* _Assigned task_: Only the lines from the start of the material through the line containing "pub trait NotificationRepository: Send" are to be extracted, exactly as they appear.

<<<<

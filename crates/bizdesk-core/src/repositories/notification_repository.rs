//! Notification repository traits (ports)

use async_trait::async_trait;
use bizdesk_shared::{Page, Pagination};
use uuid::Uuid;

use crate::domain::{Notification, NotificationRule, NotificationTemplate};
use crate::error::DomainError;

#[cfg_attr(any(test, feature = "mock"), mockall::automock)]
#[async_trait]
pub trait NotificationTemplateRepository: Send + Sync {
    async fn list(&self, tenant_id: &Uuid) -> Result<Vec<NotificationTemplate>, DomainError>;
    async fn find_by_id(&self, tenant_id: &Uuid, id: &Uuid) -> Result<Option<NotificationTemplate>, DomainError>;
    async fn create(&self, template: &NotificationTemplate) -> Result<NotificationTemplate, DomainError>;
    async fn update(&self, template: &NotificationTemplate) -> Result<NotificationTemplate, DomainError>;
}

#[cfg_attr(any(test, feature = "mock"), mockall::automock)]
#[async_trait]
pub trait NotificationRuleRepository: Send + Sync {
    async fn list(&self, tenant_id: &Uuid) -> Result<Vec<NotificationRule>, DomainError>;
    async fn find_by_id(&self, tenant_id: &Uuid, id: &Uuid) -> Result<Option<NotificationRule>, DomainError>;
    async fn find_active_by_event(
        &self,
        tenant_id: &Uuid,
        event_type: &str,
    ) -> Result<Vec<NotificationRule>, DomainError>;
    async fn create(&self, rule: &NotificationRule) -> Result<NotificationRule, DomainError>;
    async fn update(&self, rule: &NotificationRule) -> Result<NotificationRule, DomainError>;
}

#[cfg_attr(any(test, feature = "mock"), mockall::automock)]
#[async_trait]
pub trait NotificationRepository: Send + Sync {
    async fn create(&self, notification: &Notification) -> Result<Notification, DomainError>;
    async fn update(&self, notification: &Notification) -> Result<Notification, DomainError>;
    async fn find_by_id(&self, tenant_id: &Uuid, id: &Uuid) -> Result<Option<Notification>, DomainError>;
    /// In-app notifications already delivered to the staff member, newest first.
    async fn list_for_staff(
        &self,
        tenant_id: &Uuid,
        staff_id: &Uuid,
        unread_only: bool,
        pagination: Pagination,
    ) -> Result<Page<Notification>, DomainError>;
    /// Returns false when the notification is not the staff member's.
    async fn mark_read(&self, tenant_id: &Uuid, staff_id: &Uuid, id: &Uuid) -> Result<bool, DomainError>;
    /// Returns the number of notifications marked.
    async fn mark_all_read(&self, tenant_id: &Uuid, staff_id: &Uuid) -> Result<u64, DomainError>;
    /// Pending notifications across all tenants, oldest schedule first.
    async fn list_pending(&self) -> Result<Vec<Notification>, DomainError>;
}
mod common;

use axum::body::Body;
use axum::http::{Request, StatusCode};
use serde_json::json;
use uuid::Uuid;

use bizdesk_core::domain::Product;
use bizdesk_security::PasswordService;
use bizdesk_shared::Page;

use common::{bearer, json, json_body, send, staff, tenant, Mocks, SERVICE_KEY};

fn get(uri: &str) -> axum::http::request::Builder {
    Request::builder().method("GET").uri(uri)
}

// ---------------------------------------------------------------- health

#[tokio::test]
async fn test_health_is_public() {
    let app = Mocks::default().into_router();
    let response = send(app, get("/health").body(Body::empty()).unwrap()).await;

    assert_eq!(response.status(), StatusCode::OK);
    assert!(response.headers().contains_key("x-request-id"));
    let body = json_body(response).await;
    assert_eq!(body["status"], "healthy");
}

#[tokio::test]
async fn test_readiness_reports_unreachable_database() {
    let app = Mocks::default().into_router();
    let response = send(app, get("/health/ready").body(Body::empty()).unwrap()).await;

    assert_eq!(response.status(), StatusCode::SERVICE_UNAVAILABLE);
    let body = json_body(response).await;
    assert_eq!(body["database"], "down");
}

// -------------------------------------------------------- tenant context

#[tokio::test]
async fn test_missing_credentials_is_unauthorized() {
    let app = Mocks::default().into_router();
    let response = send(app, get("/api/products").body(Body::empty()).unwrap()).await;

    assert_eq!(response.status(), StatusCode::UNAUTHORIZED);
    let body = json_body(response).await;
    assert_eq!(body["success"], false);
    assert_eq!(body["error"]["code"], "UNAUTHORIZED");
    assert!(body["data"].is_null());
}

#[tokio::test]
async fn test_malformed_tenant_header_is_bad_request() {
    let app = Mocks::default().into_router();
    let request = get("/api/products")
        .header("x-api-key", SERVICE_KEY)
        .header("x-tenant-id", "not-a-uuid")
        .body(Body::empty())
        .unwrap();
    let response = send(app, request).await;

    assert_eq!(response.status(), StatusCode::BAD_REQUEST);
}

#[tokio::test]
async fn test_wrong_service_key_is_unauthorized() {
    let app = Mocks::default().into_router();
    let request = get("/api/products")
        .header("x-api-key", "guessed")
        .header("x-tenant-id", Uuid::new_v4().to_string())
        .body(Body::empty())
        .unwrap();
    let response = send(app, request).await;

    assert_eq!(response.status(), StatusCode::UNAUTHORIZED);
}

#[tokio::test]
async fn test_service_key_without_tenant_is_bad_request() {
    let app = Mocks::default().into_router();
    let request = get("/api/products")
        .header("x-api-key", SERVICE_KEY)
        .body(Body::empty())
        .unwrap();
    let response = send(app, request).await;

    assert_eq!(response.status(), StatusCode::BAD_REQUEST);
}

#[tokio::test]
async fn test_tenant_header_must_match_token() {
    let t = tenant();
    let app = Mocks::default().into_router();
    let request = get("/api/products")
        .header("authorization", bearer(Uuid::new_v4(), t.id, "admin"))
        .header("x-tenant-id", Uuid::new_v4().to_string())
        .body(Body::empty())
        .unwrap();
    let response = send(app, request).await;

    assert_eq!(response.status(), StatusCode::FORBIDDEN);
}

#[tokio::test]
async fn test_garbage_token_is_unauthorized() {
    let app = Mocks::default().into_router();
    let request = get("/api/products")
        .header("authorization", "Bearer not.a.jwt")
        .body(Body::empty())
        .unwrap();
    let response = send(app, request).await;

    assert_eq!(response.status(), StatusCode::UNAUTHORIZED);
}

#[tokio::test]
async fn test_inactive_tenant_is_forbidden() {
    let mut t = tenant();
    t.is_active = false;
    let app = Mocks::default().with_tenant(&t).into_router();
    let request = get("/api/products")
        .header("authorization", bearer(Uuid::new_v4(), t.id, "admin"))
        .body(Body::empty())
        .unwrap();
    let response = send(app, request).await;

    assert_eq!(response.status(), StatusCode::FORBIDDEN);
}

#[tokio::test]
async fn test_unknown_tenant_is_forbidden() {
    let t = tenant();
    let app = Mocks::default().with_tenant(&t).into_router();
    let request = get("/api/products")
        .header("x-api-key", SERVICE_KEY)
        .header("x-tenant-id", Uuid::new_v4().to_string())
        .body(Body::empty())
        .unwrap();
    let response = send(app, request).await;

    assert_eq!(response.status(), StatusCode::FORBIDDEN);
}

// -------------------------------------------------------------- auth

#[tokio::test]
async fn test_login_issues_token_and_hides_hash() {
    let t = tenant();
    let mut member = staff(t.id, "camila@losandes.cl", "admin");
    member.password_hash = Some(PasswordService::hash("correct-horse-battery").unwrap());

    let mut mocks = Mocks::default();
    let found = t.clone();
    mocks
        .tenants
        .expect_find_by_slug()
        .withf(|slug| slug == "los-andes")
        .returning(move |_| Ok(Some(found.clone())));
    let stored = member.clone();
    mocks
        .staff
        .expect_find_by_email()
        .returning(move |_, _| Ok(Some(stored.clone())));

    let request = json(
        "POST",
        "/api/auth/login",
        json!({"tenant_slug": "Los-Andes", "email": "Camila@LosAndes.cl", "password": "correct-horse-battery"}),
    );
    let response = send(mocks.into_router(), request).await;

    assert_eq!(response.status(), StatusCode::OK);
    let body = json_body(response).await;
    assert_eq!(body["success"], true);
    assert_eq!(body["data"]["token_type"], "Bearer");
    assert!(body["data"]["access_token"].as_str().is_some_and(|t| !t.is_empty()));
    assert!(body["data"]["staff"].get("password_hash").is_none());
    assert_eq!(body["data"]["tenant"]["slug"], "los-andes");
}

#[tokio::test]
async fn test_login_wrong_password() {
    let t = tenant();
    let mut member = staff(t.id, "camila@losandes.cl", "admin");
    member.password_hash = Some(PasswordService::hash("correct-horse-battery").unwrap());

    let mut mocks = Mocks::default();
    let found = t.clone();
    mocks
        .tenants
        .expect_find_by_slug()
        .returning(move |_| Ok(Some(found.clone())));
    mocks
        .staff
        .expect_find_by_email()
        .returning(move |_, _| Ok(Some(member.clone())));

    let request = json(
        "POST",
        "/api/auth/login",
        json!({"tenant_slug": "los-andes", "email": "camila@losandes.cl", "password": "wrong-password"}),
    );
    let response = send(mocks.into_router(), request).await;

    assert_eq!(response.status(), StatusCode::UNAUTHORIZED);
    let body = json_body(response).await;
    assert_eq!(body["error"]["code"], "INVALID_CREDENTIALS");
}

#[tokio::test]
async fn test_register_rejects_short_password() {
    let request = json(
        "POST",
        "/api/tenants",
        json!({
            "name": "Panadería Sur",
            "slug": "panaderia-sur",
            "owner_email": "owner@sur.cl",
            "owner_name": "Owner",
            "password": "short"
        }),
    );
    let response = send(Mocks::default().into_router(), request).await;

    assert_eq!(response.status(), StatusCode::UNPROCESSABLE_ENTITY);
}

// ----------------------------------------------------------- products

#[tokio::test]
async fn test_service_actor_lists_products() {
    let t = tenant();
    let mut mocks = Mocks::default().with_tenant(&t);
    let tenant_id = t.id;
    mocks
        .products
        .expect_list()
        .withf(move |tid, filter, p| *tid == tenant_id && filter.category.as_deref() == Some("tools") && p.page == 2)
        .returning(move |tid, _, p| Ok(Page::new(vec![Product::new(*tid, "Martillo".to_string())], p, 21)));

    let request = get("/api/products?category=tools&page=2&per_page=20")
        .header("x-api-key", SERVICE_KEY)
        .header("x-tenant-id", t.id.to_string())
        .body(Body::empty())
        .unwrap();
    let response = send(mocks.into_router(), request).await;

    assert_eq!(response.status(), StatusCode::OK);
    let body = json_body(response).await;
    assert_eq!(body["data"]["total"], 21);
    assert_eq!(body["data"]["page"], 2);
    assert_eq!(body["data"]["items"][0]["name"], "Martillo");
}

#[tokio::test]
async fn test_product_not_found() {
    let t = tenant();
    let mut mocks = Mocks::default().with_tenant(&t);
    mocks.products.expect_find_by_id().returning(|_, _| Ok(None));

    let request = get(&format!("/api/products/{}", Uuid::new_v4()))
        .header("authorization", bearer(Uuid::new_v4(), t.id, "employee"))
        .body(Body::empty())
        .unwrap();
    let response = send(mocks.into_router(), request).await;

    assert_eq!(response.status(), StatusCode::NOT_FOUND);
    let body = json_body(response).await;
    assert_eq!(body["error"]["code"], "NOT_FOUND");
}

#[tokio::test]
async fn test_bad_path_id_is_bad_request() {
    let t = tenant();
    let app = Mocks::default().with_tenant(&t).into_router();
    let request = get("/api/products/123")
        .header("authorization", bearer(Uuid::new_v4(), t.id, "admin"))
        .body(Body::empty())
        .unwrap();
    let response = send(app, request).await;

    assert_eq!(response.status(), StatusCode::BAD_REQUEST);
}

#[tokio::test]
async fn test_create_product_returns_created() {
    let t = tenant();
    let mut mocks = Mocks::default().with_tenant(&t);
    mocks.products.expect_create().returning(|p| Ok(p.clone()));

    let mut request = json(
        "POST",
        "/api/products",
        json!({"name": "Taladro percutor", "price": 59990, "tags": ["Tools", "tools"]}),
    );
    request
        .headers_mut()
        .insert("authorization", bearer(Uuid::new_v4(), t.id, "admin").parse().unwrap());
    let response = send(mocks.into_router(), request).await;

    assert_eq!(response.status(), StatusCode::CREATED);
    let body = json_body(response).await;
    assert_eq!(body["data"]["name"], "Taladro percutor");
    assert_eq!(body["data"]["price"], 59990);
    assert_eq!(body["data"]["tenant_id"], t.id.to_string());
}

#[tokio::test]
async fn test_create_product_without_name_is_validation_error() {
    let t = tenant();
    let app = Mocks::default().with_tenant(&t).into_router();

    let mut request = json("POST", "/api/products", json!({"price": 1000}));
    request
        .headers_mut()
        .insert("authorization", bearer(Uuid::new_v4(), t.id, "admin").parse().unwrap());
    let response = send(app, request).await;

    assert_eq!(response.status(), StatusCode::UNPROCESSABLE_ENTITY);
}

#[tokio::test]
async fn test_malformed_json_is_bad_request() {
    let t = tenant();
    let app = Mocks::default().with_tenant(&t).into_router();

    let request = Request::builder()
        .method("POST")
        .uri("/api/products")
        .header("content-type", "application/json")
        .header("authorization", bearer(Uuid::new_v4(), t.id, "admin"))
        .body(Body::from("{\"name\": "))
        .unwrap();
    let response = send(app, request).await;

    assert_eq!(response.status(), StatusCode::BAD_REQUEST);
    let body = json_body(response).await;
    assert_eq!(body["success"], false);
}

#[tokio::test]
async fn test_delete_product_envelope() {
    let t = tenant();
    let mut mocks = Mocks::default().with_tenant(&t);
    mocks
        .products
        .expect_find_by_id()
        .returning(|tid, _| Ok(Some(Product::new(*tid, "Sierra".to_string()))));
    mocks.products.expect_soft_delete().times(1).returning(|_, _| Ok(()));

    let request = Request::builder()
        .method("DELETE")
        .uri(format!("/api/products/{}", Uuid::new_v4()))
        .header("authorization", bearer(Uuid::new_v4(), t.id, "admin"))
        .body(Body::empty())
        .unwrap();
    let response = send(mocks.into_router(), request).await;

    assert_eq!(response.status(), StatusCode::OK);
    let body = json_body(response).await;
    assert_eq!(body["data"]["deleted"], true);
}

#[tokio::test]
async fn test_enrich_rejects_unknown_method() {
    let t = tenant();
    let app = Mocks::default().with_tenant(&t).into_router();

    let mut request = json(
        "POST",
        &format!("/api/products/{}/enrich", Uuid::new_v4()),
        json!({"methods": ["crystal-ball"]}),
    );
    request
        .headers_mut()
        .insert("authorization", bearer(Uuid::new_v4(), t.id, "admin").parse().unwrap());
    let response = send(app, request).await;

    assert_eq!(response.status(), StatusCode::UNPROCESSABLE_ENTITY);
}

// ------------------------------------------------------------ role gates

#[tokio::test]
async fn test_employee_cannot_create_payroll() {
    let t = tenant();
    let app = Mocks::default().with_tenant(&t).into_router();

    let mut request = json(
        "POST",
        "/api/payroll",
        json!({"period_start": "2026-09-01", "period_end": "2026-09-30"}),
    );
    request
        .headers_mut()
        .insert("authorization", bearer(Uuid::new_v4(), t.id, "employee").parse().unwrap());
    let response = send(app, request).await;

    assert_eq!(response.status(), StatusCode::FORBIDDEN);
    let body = json_body(response).await;
    assert_eq!(body["error"]["code"], "FORBIDDEN");
}

#[tokio::test]
async fn test_service_actor_has_no_inbox() {
    let t = tenant();
    let app = Mocks::default().with_tenant(&t).into_router();

    let request = get("/api/notifications")
        .header("x-api-key", SERVICE_KEY)
        .header("x-tenant-id", t.id.to_string())
        .body(Body::empty())
        .unwrap();
    let response = send(app, request).await;

    assert_eq!(response.status(), StatusCode::FORBIDDEN);
}

#[tokio::test]
async fn test_mark_all_read_counts() {
    let t = tenant();
    let me = Uuid::new_v4();
    let mut mocks = Mocks::default().with_tenant(&t);
    mocks
        .notifications
        .expect_mark_all_read()
        .withf(move |_, staff_id| *staff_id == me)
        .returning(|_, _| Ok(3));

    let request = Request::builder()
        .method("POST")
        .uri("/api/notifications/read-all")
        .header("authorization", bearer(me, t.id, "employee"))
        .body(Body::empty())
        .unwrap();
    let response = send(mocks.into_router(), request).await;

    assert_eq!(response.status(), StatusCode::OK);
    let body = json_body(response).await;
    assert_eq!(body["data"]["updated"], 3);
}
// ============================================================================
// BizDesk Core - Project & Task Entities
// File: crates/bizdesk-core/src/domain/project.rs
// ============================================================================

use chrono::{DateTime, NaiveDate, Utc};
use serde::{Deserialize, Serialize};
use uuid::Uuid;
use validator::Validate;

#[derive(Debug, Clone, Copy, PartialEq, Eq, Serialize, Deserialize, Default)]
#[serde(rename_all = "snake_case")]
pub enum ProjectStatus {
    #[default]
    Active,
    OnHold,
    Completed,
    Archived,
}

impl ProjectStatus {
    pub fn as_str(&self) -> &'static str {
        match self {
            ProjectStatus::Active => "active",
            ProjectStatus::OnHold => "on_hold",
            ProjectStatus::Completed => "completed",
            ProjectStatus::Archived => "archived",
        }
    }

    pub fn from_str(s: &str) -> Option<Self> {
        match s {
            "active" => Some(ProjectStatus::Active),
            "on_hold" => Some(ProjectStatus::OnHold),
            "completed" => Some(ProjectStatus::Completed),
            "archived" => Some(ProjectStatus::Archived),
            _ => None,
        }
    }
}

#[derive(Debug, Clone, Copy, PartialEq, Eq, Serialize, Deserialize, Default)]
#[serde(rename_all = "snake_case")]
pub enum TaskStatus {
    #[default]
    Todo,
    InProgress,
    Blocked,
    Done,
}

impl TaskStatus {
    pub fn as_str(&self) -> &'static str {
        match self {
            TaskStatus::Todo => "todo",
            TaskStatus::InProgress => "in_progress",
            TaskStatus::Blocked => "blocked",
            TaskStatus::Done => "done",
        }
    }

    pub fn from_str(s: &str) -> Option<Self> {
        match s {
            "todo" => Some(TaskStatus::Todo),
            "in_progress" => Some(TaskStatus::InProgress),
            "blocked" => Some(TaskStatus::Blocked),
            "done" => Some(TaskStatus::Done),
            _ => None,
        }
    }

    pub fn is_open(&self) -> bool {
        !matches!(self, TaskStatus::Done)
    }
}

#[derive(Debug, Clone, Copy, PartialEq, Eq, Serialize, Deserialize, Default)]
#[serde(rename_all = "lowercase")]
pub enum TaskPriority {
    Low,
    #[default]
    Medium,
    High,
    Urgent,
}

impl TaskPriority {
    pub fn as_str(&self) -> &'static str {
        match self {
            TaskPriority::Low => "low",
            TaskPriority::Medium => "medium",
            TaskPriority::High => "high",
            TaskPriority::Urgent => "urgent",
        }
    }

    pub fn from_str(s: &str) -> Option<Self> {
        match s {
            "low" => Some(TaskPriority::Low),
            "medium" => Some(TaskPriority::Medium),
            "high" => Some(TaskPriority::High),
            "urgent" => Some(TaskPriority::Urgent),
            _ => None,
        }
    }
}

#[derive(Debug, Clone, Serialize, Deserialize, Validate)]
pub struct Project {
    pub id: Uuid,
    pub tenant_id: Uuid,

    #[validate(length(min = 2, max = 150, message = "Project name must be between 2 and 150 characters"))]
    pub name: String,

    pub description: Option<String>,
    pub status: ProjectStatus,
    pub due_date: Option<NaiveDate>,

    // Audit fields
    pub created_at: DateTime<Utc>,
    pub updated_at: DateTime<Utc>,
    pub is_deleted: bool,
    pub deleted_at: Option<DateTime<Utc>>,
}

impl Project {
    pub fn new(tenant_id: Uuid, name: String) -> Self {
        let now = Utc::now();
        Self {
            id: Uuid::new_v4(),
            tenant_id,
            name: name.trim().to_string(),
            description: None,
            status: ProjectStatus::Active,
            due_date: None,
            created_at: now,
            updated_at: now,
            is_deleted: false,
            deleted_at: None,
        }
    }

    pub fn soft_delete(&mut self) {
        let now = Utc::now();
        self.is_deleted = true;
        self.deleted_at = Some(now);
        self.updated_at = now;
    }
}

#[derive(Debug, Clone, Serialize, Deserialize, Validate)]
pub struct Task {
    pub id: Uuid,
    pub tenant_id: Uuid,
    pub project_id: Option<Uuid>,

    #[validate(length(min = 1, max = 200, message = "Task title must be between 1 and 200 characters"))]
    pub title: String,

    pub description: Option<String>,
    pub assignee_id: Option<Uuid>,
    pub status: TaskStatus,
    pub priority: TaskPriority,
    pub due_date: Option<NaiveDate>,
    pub completed_at: Option<DateTime<Utc>>,

    // Audit fields
    pub created_at: DateTime<Utc>,
    pub updated_at: DateTime<Utc>,
    pub is_deleted: bool,
    pub deleted_at: Option<DateTime<Utc>>,
}

impl Task {
    pub fn new(tenant_id: Uuid, title: String) -> Self {
        let now = Utc::now();
        Self {
            id: Uuid::new_v4(),
            tenant_id,
            project_id: None,
            title: title.trim().to_string(),
            description: None,
            assignee_id: None,
            status: TaskStatus::Todo,
            priority: TaskPriority::Medium,
            due_date: None,
            completed_at: None,
            created_at: now,
            updated_at: now,
            is_deleted: false,
            deleted_at: None,
        }
    }

    /// Moving to done stamps `completed_at`; leaving done clears it.
    pub fn set_status(&mut self, status: TaskStatus) {
        let now = Utc::now();
        match (self.status, status) {
            (TaskStatus::Done, TaskStatus::Done) => {}
            (_, TaskStatus::Done) => self.completed_at = Some(now),
            _ => self.completed_at = None,
        }
        self.status = status;
        self.updated_at = now;
    }

    /// Returns true when the assignee actually changed to someone.
    pub fn assign(&mut self, assignee: Option<Uuid>) -> bool {
        let changed = assignee.is_some() && assignee != self.assignee_id;
        self.assignee_id = assignee;
        self.updated_at = Utc::now();
        changed
    }

    pub fn soft_delete(&mut self) {
        let now = Utc::now();
        self.is_deleted = true;
        self.deleted_at = Some(now);
        self.updated_at = now;
    }
}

>>>>

* _Solution below_:
filename crates/bizdesk-core/src/repositories/notification_repository.rs
//! Notification repository traits (ports)

use async_trait::async_trait;
use bizdesk_shared::{Page, Pagination};
use uuid::Uuid;

use crate::domain::{Notification, NotificationRule, NotificationTemplate};
use crate::error::DomainError;

#[cfg_attr(any(test, feature = "mock"), mockall::automock)]
#[async_trait]
pub trait NotificationTemplateRepository: Send + Sync {
    async fn list(&self, tenant_id: &Uuid) -> Result<Vec<NotificationTemplate>, DomainError>;
    async fn find_by_id(&self, tenant_id: &Uuid, id: &Uuid) -> Result<Option<NotificationTemplate>, DomainError>;
    async fn create(&self, template: &NotificationTemplate) -> Result<NotificationTemplate, DomainError>;
    async fn update(&self, template: &NotificationTemplate) -> Result<NotificationTemplate, DomainError>;
}

#[cfg_attr(any(test, feature = "mock"), mockall::automock)]
#[async_trait]
pub trait NotificationRuleRepository: Send + Sync {
    async fn list(&self, tenant_id: &Uuid) -> Result<Vec<NotificationRule>, DomainError>;
    async fn find_by_id(&self, tenant_id: &Uuid, id: &Uuid) -> Result<Option<NotificationRule>, DomainError>;
    async fn find_active_by_event(
        &self,
        tenant_id: &Uuid,
        event_type: &str,
    ) -> Result<Vec<NotificationRule>, DomainError>;
    async fn create(&self, rule: &NotificationRule) -> Result<NotificationRule, DomainError>;
    async fn update(&self, rule: &NotificationRule) -> Result<NotificationRule, DomainError>;
}

#[cfg_attr(any(test, feature = "mock"), mockall::automock)]
#[async_trait]
pub trait NotificationRepository: Send + Sync {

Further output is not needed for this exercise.